Чем ты, европеец, являешься, тем не являюсь я, азиат, именно индиец (а ведь индиец как раз и является первоначальным буддистом) и, следовательно, то, что является твоим счастьем, не является моим, то, что тебя ужасает, меня приводит в восторг, то, что для тебя является Медузой, то для меня является Мадонной. Муки существования, к которым помимо мук природы принадлежат также и муки политики, и религиозные страхи, так глубоко вошли в мою плоть, настолько высосали из меня всякую радость и силу жизни, что я знаю только одно бытие – это бытие муки, и одно небытие – это небытие муки.
Медуза – в древнегреческой мифологии имя одной из Горгон, взгляд которой превращал любую вещь в камень. Действие Медузы Фейербах понимает исходя из метафоры «окаменеть от ужаса», и противопоставляет такому окаменению умиление (растроганность) перед образом Мадонны.

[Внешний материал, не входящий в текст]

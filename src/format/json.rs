// SPDX-FileCopyrightText: 2026 Bruno Meilick
// SPDX-License-Identifier: LicenseRef-Regviz-FreeUse-NoCopy-NoDerivatives
//
// All rights reserved.
//
// This file is part of Regviz and is proprietary software.
// Unauthorized copying, modification, or distribution is prohibited.

use crate::model::Diagram;

/// Pretty-printed JSON for renderers that consume the structured records directly.
pub fn export_json(diagram: &Diagram) -> Result<String, serde_json::Error> {
    let mut out = serde_json::to_string_pretty(diagram)?;
    out.push('\n');
    Ok(out)
}
// SPDX-FileCopyrightText: 2026 Bruno Meilick
// SPDX-License-Identifier: LicenseRef-Regviz-FreeUse-NoCopy-NoDerivatives
//
// All rights reserved.
//
// This file is part of Regviz and is proprietary software.
// Unauthorized copying, modification, or distribution is prohibited.

//! Regviz: regular-expression NFAs as diagram descriptions.
//!
//! ```text
//! pattern ─ regex::compile_pattern ─┐
//!                                   ├─ Nfa ─ diagram::translate ─ Diagram ─ format::export
//! NFA JSON ─ store::load_nfa ───────┘
//! ```

pub mod config;
pub mod diagram;
pub mod format;
pub mod model;
pub mod regex;
pub mod store;
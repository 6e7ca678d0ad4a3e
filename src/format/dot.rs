// SPDX-FileCopyrightText: 2026 Bruno Meilick
// SPDX-License-Identifier: LicenseRef-Regviz-FreeUse-NoCopy-NoDerivatives
//
// All rights reserved.
//
// This file is part of Regviz and is proprietary software.
// Unauthorized copying, modification, or distribution is prohibited.

//! Graphviz [dot](https://graphviz.org/docs/layouts/dot/) export.
//!
//! Layout order becomes invisible, heavily weighted edges so dot keeps the sequence on one
//! rank line; transitions that skip over nodes are excluded from ranking.

use super::ident::{push_ident, push_quoted};
use super::ExportOptions;
use crate::model::Diagram;

const ENTRY: &str = "__entry";
const LAYOUT_WEIGHT: u32 = 10;

pub fn export_dot(diagram: &Diagram, options: &ExportOptions) -> String {
    let prefix = options.node_prefix.as_str();
    let mut out = String::new();
    out.push_str("digraph nfa {\n");
    out.push_str("\trankdir = ");
    out.push_str(options.dot_rankdir.as_str());
    out.push_str(";\n");
    out.push_str("\tnode [shape = box, style = rounded];\n");

    out.push_str("\n\t// entry\n");
    out.push_str("\t");
    out.push_str(ENTRY);
    out.push_str(" [shape = point, label = \"\"];\n");
    for node in diagram.start_nodes() {
        out.push('\t');
        out.push_str(ENTRY);
        out.push_str(" -> ");
        push_ident(&mut out, prefix, node.id().index());
        out.push_str(";\n");
    }

    out.push_str("\n\t// nodes\n");
    for node in diagram.nodes() {
        out.push('\t');
        push_ident(&mut out, prefix, node.id().index());
        out.push_str(" [label = ");
        push_quoted(&mut out, node.label());
        if node.is_done() {
            out.push_str(", peripheries = 2");
        }
        if node.is_start() {
            out.push_str(", penwidth = 2");
        }
        out.push_str("];\n");
    }

    if !diagram.layout_order().is_empty() {
        out.push_str("\n\t// layout order\n");
    }
    for order in diagram.layout_order() {
        out.push('\t');
        push_ident(&mut out, prefix, order.node.index());
        out.push_str(" -> ");
        push_ident(&mut out, prefix, order.prev.index());
        out.push_str(&format!(" [style = invis, weight = {LAYOUT_WEIGHT}];\n"));
    }

    if !diagram.edges().is_empty() {
        out.push_str("\n\t// transitions\n");
    }
    for edge in diagram.edges() {
        out.push('\t');
        push_ident(&mut out, prefix, edge.from().index());
        out.push_str(" -> ");
        push_ident(&mut out, prefix, edge.to().index());
        out.push_str(" [label = ");
        push_quoted(&mut out, &edge.label().render(&options.epsilon));
        if !edge.is_neighbor() {
            out.push_str(", constraint = false");
        }
        out.push_str("];\n");
    }

    out.push_str("}\n");
    out
}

Буддизм – это не откровение здорового, естественно-сильного, прямого и разумного стремления к счастью, а откровение больного, сумасбродного и фантастического стремления к счастью, не видящего из-за зла блага, оскорбленного и обиженного злом, которое связано с каждым благом, именно злом бренности, сменой смерти и возрождения жизненного наслаждения. «Если участь всех творений такова, чтобы состариться, – восклицает Будда, – то к чему мне удовольствие и радость, если я также подвержен закону старости? Горе юности, разрушаемой старостью, горе здоровью, разрушаемому всякого рода болезнями! О, если бы старость, болезнь и смерть были навсегда парализованы!» Но горе также и той бесчувственности и близорукости, которые воспринимают голос стремления к счастью только в плоских немецких гоп-ца-ца! ю-ху! или в грубых выкриках: – ура! – и не воспринимают их также и в криках предупреждения и в жалобных звуках индийского уныния и тоски! Даже аскетический буддист в такой же степени, как и наш брат, не находит никакого удовольствия в болезни. Наоборот, столь же ревностно, как и мы, он ищет какой-нибудь панацеи, какого-нибудь лекарства, которое исцелило бы его от всех болезней и зол, мучительно им воспринимаемых. Но так как он своей чрезмерно раздраженной нервной системой воспринимает и ощущает самую жизнь как болезнь, то понятно, что он находит это лекарство только в смерти. Поэтому нирвана, между прочим, определенно называется «лекарством, которое устраняет все страдания и исцеляет все болезни». Нирвана не есть положительное счастье, так же как лекарства не являются наслаждением, – благо тому, кто в них не нуждается, – но все же и лекарства относятся к уже упоминавшимся изобретениям стремления к счастью. Ботаника и химия, которые играют теперь столь большую роль в мире, обязаны, как показывает история, своим происхождением только себялюбивому желанию человека не заболеть, а если он уже имел несчастье заболеть, то желанию вновь выздороветь.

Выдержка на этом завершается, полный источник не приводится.